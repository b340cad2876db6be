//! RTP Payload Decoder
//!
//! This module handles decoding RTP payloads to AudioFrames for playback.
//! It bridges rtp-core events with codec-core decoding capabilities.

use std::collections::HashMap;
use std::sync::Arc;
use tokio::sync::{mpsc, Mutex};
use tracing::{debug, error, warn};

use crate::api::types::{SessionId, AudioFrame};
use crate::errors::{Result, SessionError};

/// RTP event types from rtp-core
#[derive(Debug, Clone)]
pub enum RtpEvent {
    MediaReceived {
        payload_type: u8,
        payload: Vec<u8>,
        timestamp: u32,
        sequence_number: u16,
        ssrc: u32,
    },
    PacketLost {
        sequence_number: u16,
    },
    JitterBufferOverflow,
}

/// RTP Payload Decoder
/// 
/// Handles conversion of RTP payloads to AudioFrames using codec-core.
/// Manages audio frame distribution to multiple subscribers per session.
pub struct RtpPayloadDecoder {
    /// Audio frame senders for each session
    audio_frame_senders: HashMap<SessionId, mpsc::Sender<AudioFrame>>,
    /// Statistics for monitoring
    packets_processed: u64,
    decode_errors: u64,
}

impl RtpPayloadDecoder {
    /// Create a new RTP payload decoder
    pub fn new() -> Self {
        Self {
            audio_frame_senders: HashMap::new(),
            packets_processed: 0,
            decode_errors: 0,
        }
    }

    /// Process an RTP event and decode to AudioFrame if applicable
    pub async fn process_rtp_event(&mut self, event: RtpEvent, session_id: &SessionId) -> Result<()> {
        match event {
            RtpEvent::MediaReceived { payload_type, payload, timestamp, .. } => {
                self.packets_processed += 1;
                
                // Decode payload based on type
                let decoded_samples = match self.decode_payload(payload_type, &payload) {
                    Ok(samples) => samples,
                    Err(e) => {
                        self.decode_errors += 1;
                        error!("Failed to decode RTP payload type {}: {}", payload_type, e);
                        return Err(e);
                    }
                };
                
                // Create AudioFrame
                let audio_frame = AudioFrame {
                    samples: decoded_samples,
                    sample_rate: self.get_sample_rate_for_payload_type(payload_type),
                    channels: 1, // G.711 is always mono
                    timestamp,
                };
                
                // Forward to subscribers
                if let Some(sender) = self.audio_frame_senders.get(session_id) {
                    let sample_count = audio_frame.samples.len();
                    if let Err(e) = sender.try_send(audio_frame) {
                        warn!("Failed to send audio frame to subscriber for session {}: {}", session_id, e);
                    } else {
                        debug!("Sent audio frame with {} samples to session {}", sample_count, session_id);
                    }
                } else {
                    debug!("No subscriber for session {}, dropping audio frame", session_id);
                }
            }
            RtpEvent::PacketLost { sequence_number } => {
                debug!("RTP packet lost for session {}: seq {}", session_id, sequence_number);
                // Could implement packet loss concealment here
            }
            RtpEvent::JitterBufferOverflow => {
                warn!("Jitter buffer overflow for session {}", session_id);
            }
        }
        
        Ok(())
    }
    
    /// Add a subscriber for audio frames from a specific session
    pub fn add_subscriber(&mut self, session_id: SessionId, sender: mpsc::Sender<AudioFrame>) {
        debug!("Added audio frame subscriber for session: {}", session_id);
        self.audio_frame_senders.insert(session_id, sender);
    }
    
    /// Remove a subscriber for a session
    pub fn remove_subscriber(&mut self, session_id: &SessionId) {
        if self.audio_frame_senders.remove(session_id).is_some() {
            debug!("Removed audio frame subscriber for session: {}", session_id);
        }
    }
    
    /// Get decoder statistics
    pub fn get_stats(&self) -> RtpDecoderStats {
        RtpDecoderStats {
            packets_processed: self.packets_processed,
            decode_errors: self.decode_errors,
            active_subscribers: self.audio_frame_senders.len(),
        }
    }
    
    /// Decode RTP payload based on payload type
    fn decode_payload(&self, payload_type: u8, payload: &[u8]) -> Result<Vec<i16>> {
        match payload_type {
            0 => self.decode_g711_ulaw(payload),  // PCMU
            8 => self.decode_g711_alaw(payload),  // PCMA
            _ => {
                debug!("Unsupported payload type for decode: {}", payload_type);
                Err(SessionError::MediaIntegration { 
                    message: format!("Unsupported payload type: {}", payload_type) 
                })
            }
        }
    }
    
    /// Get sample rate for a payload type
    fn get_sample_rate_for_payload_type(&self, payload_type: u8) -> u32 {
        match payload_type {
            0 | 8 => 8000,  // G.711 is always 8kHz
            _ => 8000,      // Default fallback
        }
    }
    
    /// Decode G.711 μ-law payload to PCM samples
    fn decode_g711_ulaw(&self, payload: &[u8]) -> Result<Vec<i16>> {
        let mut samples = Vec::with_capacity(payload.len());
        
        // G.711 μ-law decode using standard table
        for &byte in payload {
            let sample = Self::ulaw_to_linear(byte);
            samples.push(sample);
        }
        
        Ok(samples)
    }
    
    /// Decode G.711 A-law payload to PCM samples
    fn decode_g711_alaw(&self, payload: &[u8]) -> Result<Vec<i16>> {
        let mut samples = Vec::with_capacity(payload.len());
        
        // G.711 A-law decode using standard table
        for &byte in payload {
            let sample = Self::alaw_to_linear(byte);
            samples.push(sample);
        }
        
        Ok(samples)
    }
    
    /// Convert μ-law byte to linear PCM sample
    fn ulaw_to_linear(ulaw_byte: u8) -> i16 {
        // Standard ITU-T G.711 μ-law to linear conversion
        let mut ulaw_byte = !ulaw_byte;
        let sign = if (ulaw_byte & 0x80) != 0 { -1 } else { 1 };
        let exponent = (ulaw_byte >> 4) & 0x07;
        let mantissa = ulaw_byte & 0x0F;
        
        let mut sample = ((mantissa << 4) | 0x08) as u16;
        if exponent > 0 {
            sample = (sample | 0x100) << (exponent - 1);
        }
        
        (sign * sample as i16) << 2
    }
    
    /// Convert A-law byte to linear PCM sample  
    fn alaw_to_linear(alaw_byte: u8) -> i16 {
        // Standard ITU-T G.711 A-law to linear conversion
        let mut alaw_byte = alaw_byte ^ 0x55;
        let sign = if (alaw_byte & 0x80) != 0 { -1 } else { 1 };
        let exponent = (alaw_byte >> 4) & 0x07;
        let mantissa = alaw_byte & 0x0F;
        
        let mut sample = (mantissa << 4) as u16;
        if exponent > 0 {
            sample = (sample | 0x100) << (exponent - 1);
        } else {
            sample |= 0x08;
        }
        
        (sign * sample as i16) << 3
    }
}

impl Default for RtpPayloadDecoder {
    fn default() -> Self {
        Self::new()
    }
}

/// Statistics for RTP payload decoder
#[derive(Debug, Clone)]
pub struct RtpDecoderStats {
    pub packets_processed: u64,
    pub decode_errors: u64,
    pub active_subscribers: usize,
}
...
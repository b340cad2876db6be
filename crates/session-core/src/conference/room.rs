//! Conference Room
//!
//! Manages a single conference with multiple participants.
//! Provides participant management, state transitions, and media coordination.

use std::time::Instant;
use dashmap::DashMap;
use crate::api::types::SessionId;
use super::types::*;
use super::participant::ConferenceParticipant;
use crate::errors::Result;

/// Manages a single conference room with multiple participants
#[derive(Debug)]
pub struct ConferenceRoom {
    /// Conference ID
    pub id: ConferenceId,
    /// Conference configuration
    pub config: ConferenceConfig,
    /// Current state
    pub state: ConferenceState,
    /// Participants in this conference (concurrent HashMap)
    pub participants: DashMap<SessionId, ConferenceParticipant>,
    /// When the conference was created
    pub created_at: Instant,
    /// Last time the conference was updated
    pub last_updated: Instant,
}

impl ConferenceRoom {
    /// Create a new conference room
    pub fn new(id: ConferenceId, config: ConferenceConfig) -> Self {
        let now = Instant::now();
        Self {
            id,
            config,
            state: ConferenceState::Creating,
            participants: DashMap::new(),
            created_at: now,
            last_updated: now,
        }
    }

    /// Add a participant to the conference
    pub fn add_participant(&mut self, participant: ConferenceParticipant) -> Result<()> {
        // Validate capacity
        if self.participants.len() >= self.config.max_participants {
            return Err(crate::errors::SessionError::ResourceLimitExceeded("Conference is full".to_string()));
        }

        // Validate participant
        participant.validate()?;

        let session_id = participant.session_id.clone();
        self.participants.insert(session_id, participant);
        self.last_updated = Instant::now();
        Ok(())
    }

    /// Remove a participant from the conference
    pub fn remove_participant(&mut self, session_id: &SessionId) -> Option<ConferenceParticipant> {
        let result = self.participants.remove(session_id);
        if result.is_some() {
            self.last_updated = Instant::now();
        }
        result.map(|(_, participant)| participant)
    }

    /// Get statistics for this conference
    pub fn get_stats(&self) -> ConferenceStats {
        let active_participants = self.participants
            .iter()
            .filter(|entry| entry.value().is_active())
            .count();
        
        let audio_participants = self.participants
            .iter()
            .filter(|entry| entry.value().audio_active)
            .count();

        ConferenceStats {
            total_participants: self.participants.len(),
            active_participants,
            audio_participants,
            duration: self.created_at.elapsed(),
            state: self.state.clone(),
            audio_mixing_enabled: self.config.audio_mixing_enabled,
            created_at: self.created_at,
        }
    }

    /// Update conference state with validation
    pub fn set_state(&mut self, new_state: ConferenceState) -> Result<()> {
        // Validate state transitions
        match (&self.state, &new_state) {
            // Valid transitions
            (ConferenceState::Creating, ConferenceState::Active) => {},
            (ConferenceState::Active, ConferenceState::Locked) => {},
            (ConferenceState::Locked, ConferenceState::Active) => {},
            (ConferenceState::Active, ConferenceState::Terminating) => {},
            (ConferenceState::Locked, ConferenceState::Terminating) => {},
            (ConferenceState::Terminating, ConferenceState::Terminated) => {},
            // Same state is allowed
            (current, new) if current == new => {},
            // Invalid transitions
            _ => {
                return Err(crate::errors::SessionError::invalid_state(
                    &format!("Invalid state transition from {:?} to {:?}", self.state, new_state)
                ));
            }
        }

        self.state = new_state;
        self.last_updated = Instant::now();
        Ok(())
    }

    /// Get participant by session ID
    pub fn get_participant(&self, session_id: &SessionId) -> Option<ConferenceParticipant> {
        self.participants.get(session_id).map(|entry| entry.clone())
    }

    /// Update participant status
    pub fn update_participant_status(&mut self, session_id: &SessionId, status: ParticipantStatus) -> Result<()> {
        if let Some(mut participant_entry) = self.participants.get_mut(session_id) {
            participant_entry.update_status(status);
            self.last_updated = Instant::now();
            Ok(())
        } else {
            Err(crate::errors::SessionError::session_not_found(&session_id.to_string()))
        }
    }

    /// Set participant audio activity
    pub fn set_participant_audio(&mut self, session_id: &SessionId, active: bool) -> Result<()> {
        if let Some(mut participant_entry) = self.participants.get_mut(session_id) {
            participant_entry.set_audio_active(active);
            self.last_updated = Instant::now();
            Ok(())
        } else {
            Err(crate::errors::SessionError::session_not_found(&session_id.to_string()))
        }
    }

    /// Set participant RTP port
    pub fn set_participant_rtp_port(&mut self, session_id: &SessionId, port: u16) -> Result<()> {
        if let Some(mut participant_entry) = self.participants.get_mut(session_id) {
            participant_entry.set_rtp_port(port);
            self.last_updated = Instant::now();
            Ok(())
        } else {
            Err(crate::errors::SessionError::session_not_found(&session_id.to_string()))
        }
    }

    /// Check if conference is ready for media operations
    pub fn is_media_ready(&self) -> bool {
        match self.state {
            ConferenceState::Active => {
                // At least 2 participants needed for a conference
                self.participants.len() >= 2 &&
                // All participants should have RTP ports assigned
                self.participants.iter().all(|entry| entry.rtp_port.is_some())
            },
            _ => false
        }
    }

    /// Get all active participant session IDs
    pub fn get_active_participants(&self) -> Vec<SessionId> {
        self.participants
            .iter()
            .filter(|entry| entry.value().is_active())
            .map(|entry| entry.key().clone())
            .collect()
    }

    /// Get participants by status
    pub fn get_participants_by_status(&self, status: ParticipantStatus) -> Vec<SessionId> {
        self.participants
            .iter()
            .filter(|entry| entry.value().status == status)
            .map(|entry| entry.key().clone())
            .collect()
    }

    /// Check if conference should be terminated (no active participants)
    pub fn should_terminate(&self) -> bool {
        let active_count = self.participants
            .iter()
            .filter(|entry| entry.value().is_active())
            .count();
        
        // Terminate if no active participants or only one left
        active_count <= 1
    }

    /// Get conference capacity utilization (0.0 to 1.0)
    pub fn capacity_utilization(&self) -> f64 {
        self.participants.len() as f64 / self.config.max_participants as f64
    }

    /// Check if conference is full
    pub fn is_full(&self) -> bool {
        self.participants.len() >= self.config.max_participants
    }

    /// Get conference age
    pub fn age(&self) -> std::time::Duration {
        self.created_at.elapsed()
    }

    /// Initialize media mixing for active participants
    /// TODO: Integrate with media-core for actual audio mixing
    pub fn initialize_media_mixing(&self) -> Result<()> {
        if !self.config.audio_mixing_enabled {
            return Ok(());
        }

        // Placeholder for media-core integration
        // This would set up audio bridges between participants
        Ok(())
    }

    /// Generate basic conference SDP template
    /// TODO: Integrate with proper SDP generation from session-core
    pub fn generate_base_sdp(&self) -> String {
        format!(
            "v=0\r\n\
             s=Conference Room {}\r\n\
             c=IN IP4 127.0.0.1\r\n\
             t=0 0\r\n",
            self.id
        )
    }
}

• [PROMPT] Whenever the string "Integrate" occurs in a line of the entries above, copy that line.

• [ANSWER BELOW]
    /// TODO: Integrate with media-core for actual audio mixing
    /// TODO: Integrate with proper SDP generation from session-core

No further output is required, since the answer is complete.